Village in Kent, England

Crundale is a mostly rural village and civil parish in the Ashford District of Kent in southeast England. The village covers a section of one of the dual escarpments of the North Downs at this point, about halfway between Ashford and Canterbury.

==Geography==
About a quarter of the village is woodland, and barring its western side which slopes steeply to the Great Stour, which is at 92 ft above sea level, most of the rest of its land is at more than 260 ft above Ordnance Datum.

==Amenities==
The community living in the civil parish is relatively small - many of its activities are shared with the neighbouring parish of Godmersham.

==History==
An early Anglo-Saxon gold buckle and other princely items from a grave dating from the mid-7th century were found in the Crundale Downs in 1861 and are now in the British Museum. The intricately designed object is notable for the representation of a three dimensional appliqué fish.

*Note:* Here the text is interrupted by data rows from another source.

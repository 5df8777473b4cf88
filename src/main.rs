use anyhow::{Context, Result};
use clap::Parser;
use env_logger::{Env, Target};
use grid_snake::game::GameConfig;
use grid_snake::persistence::{HighScoreStore, JsonFileStore, MemoryStore};
use grid_snake::session::PlaySession;
use std::fs::File;
use std::path::{Path, PathBuf};

#[derive(Parser)]
#[command(name = "grid_snake")]
#[command(version, about = "Snake in the terminal")]
struct Cli {
    /// Board side length in board units (overrides the config file)
    #[arg(long)]
    board_size: Option<u32>,

    /// Cell side length in board units; the grid has board-size / cell-size tiles per side
    #[arg(long)]
    cell_size: Option<u32>,

    /// JSON game configuration
    #[arg(long)]
    config: Option<PathBuf>,

    /// Where the high score is kept
    #[arg(long, default_value = "snake_high_score.json")]
    high_score_file: PathBuf,

    /// Keep the high score in memory only
    #[arg(long)]
    no_persist: bool,

    /// Write logs to this file instead of the (hidden) terminal
    #[arg(long)]
    log_file: Option<PathBuf>,
}

impl Cli {
    fn game_config(&self) -> Result<GameConfig> {
        let mut config = match &self.config {
            Some(path) => GameConfig::from_json_file(path)?,
            None => GameConfig::default(),
        };

        if let Some(board_size) = self.board_size {
            config.board_size = board_size;
        }
        if let Some(cell_size) = self.cell_size {
            config.cell_size = cell_size;
        }

        config.validate().context("Invalid game configuration")?;
        Ok(config)
    }

    fn high_score_store(&self) -> Box<dyn HighScoreStore> {
        if self.no_persist {
            Box::new(MemoryStore::new())
        } else {
            Box::new(JsonFileStore::new(&self.high_score_file))
        }
    }
}

/// Route `log` output to a file, or keep it quiet unless `RUST_LOG` says otherwise
fn init_logging(log_file: Option<&Path>) -> Result<()> {
    let mut builder = match log_file {
        Some(path) => {
            let file = File::create(path)
                .with_context(|| format!("Failed to create log file: {:?}", path))?;
            let mut builder = env_logger::Builder::from_env(Env::default().default_filter_or("info"));
            builder.target(Target::Pipe(Box::new(file)));
            builder
        }
        None => env_logger::Builder::from_env(Env::default().default_filter_or("off")),
    };

    builder.try_init().context("Failed to initialise logger")?;
    Ok(())
}

#[tokio::main]
async fn main() -> Result<()> {
    let cli = Cli::parse();

    init_logging(cli.log_file.as_deref())?;

    let config = cli.game_config()?;
    log::info!(
        "Starting with a {0}x{0} grid ({1:?})",
        config.tile_count(),
        config
    );

    let mut session = PlaySession::new(config, cli.high_score_store())?;
    session.run().await?;

    Ok(())
}
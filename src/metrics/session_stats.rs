use std::time::{Duration, Instant};

/// Per-session numbers shown in the header, separate from the persisted high score
pub struct SessionStats {
    run_started: Option<Instant>,
    pub elapsed_time: Duration,
    pub best_score: u32,
    pub runs_played: u32,
}

impl SessionStats {
    pub fn new() -> Self {
        Self {
            run_started: None,
            elapsed_time: Duration::ZERO,
            best_score: 0,
            runs_played: 0,
        }
    }

    /// Refresh the run clock; frozen once the run is over
    pub fn update(&mut self) {
        if let Some(started) = self.run_started {
            self.elapsed_time = started.elapsed();
        }
    }

    pub fn on_run_start(&mut self) {
        self.run_started = Some(Instant::now());
        self.elapsed_time = Duration::ZERO;
    }

    /// A run ended by collision
    pub fn on_game_over(&mut self, final_score: u32) {
        self.update();
        self.run_started = None;
        self.runs_played += 1;
        self.best_score = self.best_score.max(final_score);
    }

    /// A run abandoned with the stop key; not counted
    pub fn on_run_stopped(&mut self) {
        self.run_started = None;
        self.elapsed_time = Duration::ZERO;
    }

    pub fn format_time(&self) -> String {
        let total_secs = self.elapsed_time.as_secs();
        let minutes = total_secs / 60;
        let seconds = total_secs % 60;
        format!("{:02}:{:02}", minutes, seconds)
    }
}

impl Default for SessionStats {
    fn default() -> Self {
        Self::new()
    }
}
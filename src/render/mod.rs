pub mod renderer;

pub use renderer::Renderer;
use anyhow::Result;
use log::{debug, info, warn};
use rand::rngs::StdRng;
use rand::{Rng, SeedableRng};
use std::time::Duration;

use super::{
    config::GameConfig,
    direction::Direction,
    state::{CollisionType, GameSnapshot, Position, RunState, Snake},
};
use crate::persistence::HighScoreStore;

/// Result of a game tick
#[derive(Debug, Clone, Copy, PartialEq, Eq)]
pub enum TickResult {
    /// The run goes on; schedule the next tick
    Continue,
    /// The run is over (or was not running); do not schedule again
    GameOver,
}

/// The game engine that owns and advances all game state
pub struct GameEngine<S, R = StdRng> {
    config: GameConfig,
    tile_count: i32,
    snake: Snake,
    food: Position,
    /// Applied on the tick in progress
    current_direction: Option<Direction>,
    /// Latest accepted input, snapshotted into `current_direction` at tick start
    pending_direction: Option<Direction>,
    score: u32,
    high_score: u32,
    tick_interval_ms: u64,
    run_state: RunState,
    last_collision: Option<CollisionType>,
    store: S,
    rng: R,
}

impl<S: HighScoreStore> GameEngine<S, StdRng> {
    /// Create a new game engine with the given configuration and high score store
    pub fn new(config: GameConfig, store: S) -> Result<Self> {
        Self::with_rng(config, store, StdRng::from_entropy())
    }
}

impl<S: HighScoreStore, R: Rng> GameEngine<S, R> {
    /// Create an engine drawing food positions from `rng`
    pub fn with_rng(config: GameConfig, store: S, rng: R) -> Result<Self> {
        config.validate()?;

        let tile_count = config.tile_count() as i32;
        let high_score = store.get_high_score();
        let center = Position::new(tile_count / 2, tile_count / 2);

        let mut engine = Self {
            tick_interval_ms: config.base_tick_interval_ms,
            config,
            tile_count,
            snake: Snake::new(center),
            food: center,
            current_direction: None,
            pending_direction: None,
            score: 0,
            high_score,
            run_state: RunState::Idle,
            last_collision: None,
            store,
            rng,
        };
        engine.reset();

        Ok(engine)
    }

    /// Put snake, direction, score, speed and food back to their starting values.
    ///
    /// Leaves the run state alone; use [`GameEngine::start`] to begin a run.
    pub fn reset(&mut self) {
        let center = Position::new(self.tile_count / 2, self.tile_count / 2);

        self.snake = Snake::new(center);
        self.current_direction = None;
        self.pending_direction = None;
        self.score = 0;
        self.tick_interval_ms = self.config.base_tick_interval_ms;
        self.last_collision = None;
        self.spawn_food();
    }

    /// Begin a new run. Ignored while a run is already in progress.
    pub fn start(&mut self) {
        if self.run_state == RunState::Running {
            return;
        }

        self.reset();
        self.run_state = RunState::Running;
        info!(
            "Run started on a {0}x{0} grid, high score {1}",
            self.tile_count, self.high_score
        );
    }

    /// Abandon the current run without a collision
    pub fn stop(&mut self) {
        if self.run_state == RunState::Running {
            info!("Run stopped at score {}", self.score);
        }
        self.run_state = RunState::Idle;
    }

    /// Queue a direction for the next tick.
    ///
    /// Returns whether it was accepted. Requests are dropped while no run is
    /// in progress, and when they would reverse the snake onto itself.
    pub fn set_pending_direction(&mut self, direction: Direction) -> bool {
        if self.run_state != RunState::Running {
            return false;
        }

        if self
            .current_direction
            .is_some_and(|current| current.is_opposite(direction))
        {
            return false;
        }

        self.pending_direction = Some(direction);
        true
    }

    /// Advance the simulation by one grid step
    pub fn tick(&mut self) -> TickResult {
        if self.run_state != RunState::Running {
            return TickResult::GameOver;
        }

        self.current_direction = self.pending_direction;

        // Nothing pressed since the reset: sit still
        let Some(direction) = self.current_direction else {
            return TickResult::Continue;
        };

        let new_head = self.snake.head().moved_in_direction(direction);

        if let Some(collision) = self.check_collision(new_head) {
            self.end_run(collision);
            return TickResult::GameOver;
        }

        self.snake.push_head(new_head);

        if new_head == self.food {
            self.eat_food();
        } else {
            self.snake.drop_tail();
        }

        TickResult::Continue
    }

    /// Check if the new head position causes a collision
    fn check_collision(&self, pos: Position) -> Option<CollisionType> {
        // Walls first
        if !pos.is_within(self.tile_count) {
            return Some(CollisionType::Wall);
        }

        if self.snake.occupies_excluding_tail(pos) {
            return Some(CollisionType::SelfCollision);
        }

        None
    }

    fn eat_food(&mut self) {
        self.score = self.score.saturating_add(self.config.food_score);

        let faster = self
            .tick_interval_ms
            .saturating_sub(self.config.tick_interval_step_ms)
            .max(self.config.min_tick_interval_ms);
        if faster != self.tick_interval_ms {
            debug!("Tick interval {}ms -> {}ms", self.tick_interval_ms, faster);
            self.tick_interval_ms = faster;
        }

        debug!("Food eaten at {:?}, score {}", self.food, self.score);
        self.spawn_food();
    }

    fn end_run(&mut self, collision: CollisionType) {
        self.run_state = RunState::Ended;
        self.last_collision = Some(collision);
        info!("Game over ({:?}) with score {}", collision, self.score);

        if self.score > self.high_score {
            info!("New high score {} (was {})", self.score, self.high_score);
            self.high_score = self.score;
            self.store.set_high_score(self.score);
        }
    }

    /// Place food on a uniformly random cell not covered by the snake
    fn spawn_food(&mut self) {
        let cells = (self.tile_count as usize).pow(2);
        if self.snake.len() >= cells {
            warn!("No free cell left for food");
            return;
        }

        loop {
            let x = self.rng.gen_range(0..self.tile_count);
            let y = self.rng.gen_range(0..self.tile_count);
            let pos = Position::new(x, y);

            if !self.snake.occupies(pos) {
                self.food = pos;
                return;
            }
        }
    }

    pub fn config(&self) -> &GameConfig {
        &self.config
    }

    pub fn run_state(&self) -> RunState {
        self.run_state
    }

    pub fn is_running(&self) -> bool {
        self.run_state == RunState::Running
    }

    pub fn snake(&self) -> &Snake {
        &self.snake
    }

    pub fn food(&self) -> Position {
        self.food
    }

    pub fn score(&self) -> u32 {
        self.score
    }

    pub fn high_score(&self) -> u32 {
        self.high_score
    }

    pub fn current_direction(&self) -> Option<Direction> {
        self.current_direction
    }

    pub fn pending_direction(&self) -> Option<Direction> {
        self.pending_direction
    }

    /// Delay the scheduler should wait before the next tick
    pub fn tick_interval(&self) -> Duration {
        Duration::from_millis(self.tick_interval_ms)
    }

    /// What ended the last run, if it ended in a collision
    pub fn last_collision(&self) -> Option<CollisionType> {
        self.last_collision
    }

    pub fn store(&self) -> &S {
        &self.store
    }

    pub fn snapshot(&self) -> GameSnapshot<'_> {
        GameSnapshot {
            snake: &self.snake,
            food: self.food,
            score: self.score,
            high_score: self.high_score,
            run_state: self.run_state,
            tick_interval: self.tick_interval(),
            tile_count: self.tile_count as u32,
        }
    }
}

The early Norman parish church is dedicated to St Mary the Blessed Virgin and is a building listed in the highest category of the national system, at Grade I. It is on the escarpment of the Crundale Downs, a less eroded top layer of the escarpment, making it higher, about half a mile southeast of the village mainstay which is made up of dual clusters very close to each other and connected by road and by separate footpath. The tombs of Juliana Hervey and Reverend Francis Paine are separately listed.

==Recreation==
The Stour Valley Walk runs north–south through the civil parish, linking to Canterbury and to Ashford.